I gave up on my hair and checked the load on the nine-mil, set the safety, and weaponed up. The sweater hung long and I tucked the hem into the top of the thigh rig to keep it out of the way.
A knock came at the door and I said, “It’s open.”
Edmund stepped into the bathroom. I had expected Eli. The vamp stopped with that undead, block of marble thing they do, and he sniffed. A strand of horror in his voice, he said, “You are crying.”
Which made me laugh through the tears. “Yeah. I don’t even know why. I need water. Tears are a stupid waste of it.”

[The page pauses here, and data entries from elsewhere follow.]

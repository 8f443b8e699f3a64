//! Background credential refresh.
//!
//! A [`RefreshTask`] keeps the credential fresh ahead of expiry so request
//! paths rarely hit the on-demand refresh. It shares the manager's
//! single-flight lock, so a background refresh and an on-demand one never
//! run at the same time.

use std::sync::Arc;
use std::time::Duration;

use chrono::Utc;
use rpcwire_core::{Credential, estimate_expiry};
use tokio::sync::watch;
use tokio::task::JoinHandle;
use tracing::{debug, info, warn};

use super::CredentialManager;
use crate::config::RetryConfig;

/// How long [`RefreshTask::stop`] waits before aborting the task.
const STOP_GRACE: Duration = Duration::from_secs(2);

/// When the background task refreshes.
#[derive(Debug, Clone, Copy, PartialEq, Eq)]
pub enum RefreshStrategy {
    /// Refresh unconditionally every `interval`.
    TimeBased { interval: Duration },
    /// Refresh `margin` before the estimated expiry, checking every
    /// `check_interval`. Credentials without an expiry are assumed to live
    /// `session_ttl` from when they were obtained.
    ExpirationBased {
        margin: Duration,
        check_interval: Duration,
        session_ttl: chrono::Duration,
    },
}

impl RefreshStrategy {
    /// Whether `credential` should be replaced now.
    pub fn is_due(&self, credential: Option<&Credential>) -> bool {
        let Some(credential) = credential else {
            return true;
        };
        match *self {
            Self::TimeBased { interval } => credential.age().to_std().unwrap_or_default() >= interval,
            Self::ExpirationBased {
                margin,
                session_ttl,
                ..
            } => time_until_refresh(credential, margin, session_ttl).is_zero(),
        }
    }

    /// How long to sleep before the next check.
    pub fn next_delay(&self, credential: Option<&Credential>) -> Duration {
        match (*self, credential) {
            (_, None) => Duration::ZERO,
            (Self::TimeBased { interval }, Some(credential)) => {
                let age = credential.age().to_std().unwrap_or_default();
                interval.saturating_sub(age)
            }
            (
                Self::ExpirationBased {
                    margin,
                    check_interval,
                    session_ttl,
                },
                Some(credential),
            ) => time_until_refresh(credential, margin, session_ttl).min(check_interval),
        }
    }
}

fn time_until_refresh(credential: &Credential, margin: Duration, ttl: chrono::Duration) -> Duration {
    let expires_at = credential
        .expires_at
        .unwrap_or_else(|| estimate_expiry(&credential.session_id, credential.obtained_at, ttl));
    let margin = chrono::Duration::from_std(margin).unwrap_or(chrono::Duration::zero());
    (expires_at - margin - Utc::now()).to_std().unwrap_or(Duration::ZERO)
}

/// Handle to a running background refresh loop.
#[derive(Debug)]
pub struct RefreshTask {
    shutdown_tx: watch::Sender<bool>,
    handle: JoinHandle<()>,
}

impl RefreshTask {
    /// Spawns the refresh loop on the current runtime.
    ///
    /// Failed refreshes are logged and retried with `backoff`; the previous
    /// credential stays in use meanwhile.
    pub fn spawn(
        manager: Arc<CredentialManager>,
        strategy: RefreshStrategy,
        backoff: RetryConfig,
    ) -> Self {
        let (shutdown_tx, shutdown_rx) = watch::channel(false);
        let handle = tokio::spawn(run(manager, strategy, backoff, shutdown_rx));
        Self {
            shutdown_tx,
            handle,
        }
    }

    /// Returns true once the loop has exited.
    pub fn is_finished(&self) -> bool {
        self.handle.is_finished()
    }

    /// Stops the loop, aborting it if a refresh does not finish promptly.
    pub async fn stop(mut self) {
        let _ = self.shutdown_tx.send(true);
        if tokio::time::timeout(STOP_GRACE, &mut self.handle).await.is_err() {
            warn!("credential refresh task did not stop in time, aborting");
            self.handle.abort();
        }
    }
}

/// A dropped handle never leaves the loop running detached.
impl Drop for RefreshTask {
    fn drop(&mut self) {
        if !self.handle.is_finished() {
            debug!("refresh task handle dropped, aborting loop");
            self.handle.abort();
        }
    }
}

async fn run(
    manager: Arc<CredentialManager>,
    strategy: RefreshStrategy,
    backoff: RetryConfig,
    mut shutdown_rx: watch::Receiver<bool>,
) {
    info!(?strategy, "credential refresh task started");

    loop {
        let failures = manager.status().consecutive_failures;
        let delay = if failures > 0 {
            let retry = backoff.jittered_delay(failures);
            debug!(failures, delay_ms = retry.as_millis() as u64, "backing off after failed refresh");
            retry
        } else {
            strategy.next_delay(manager.current().as_deref())
        };

        tokio::select! {
            _ = tokio::time::sleep(delay) => {
                if failures == 0 && !strategy.is_due(manager.current().as_deref()) {
                    continue;
                }
                if let Err(e) = manager.refresh_scheduled().await {
                    warn!(error = %e, failures = failures + 1, "background credential refresh failed");
                }
            }
            changed = shutdown_rx.changed() => {
                if changed.is_err() || *shutdown_rx.borrow() {
                    break;
                }
            }
        }
    }

    info!("credential refresh task stopped");
}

Edmund stepped back into the room and I followed, to the far side of the bed, where he opened a small refrigerator I hadn’t noticed. From it he drew a six-pack of flavored bottled electrolyte water, chilled and icy. He opened the first bottle and handed it to me with a slight nod, like a truncated bow.
“I’m not your master,” I said.
“Drink. Please,” he added. “Slowly, so you don’t become ill.”
And toss my cookies all over his fancy décor. I got it. So I drank. I finished off three bottles of water and set the empties beside the bottle I had finished earlier. The fluid made me feel better, but I probably needed more sugar and electrolytes, because the expected spurt of energy didn’t come. Before I could fall, I sat on the edge of the unmade bed. It smelled of blood and spit and other things I didn’t want to think about. I pulled my snarled wet hair to the front and worried at it. “Who did Eli shoot?” I asked, more to make conversation and keep Edmund from noticing the tremble in my fingers than from any real interest.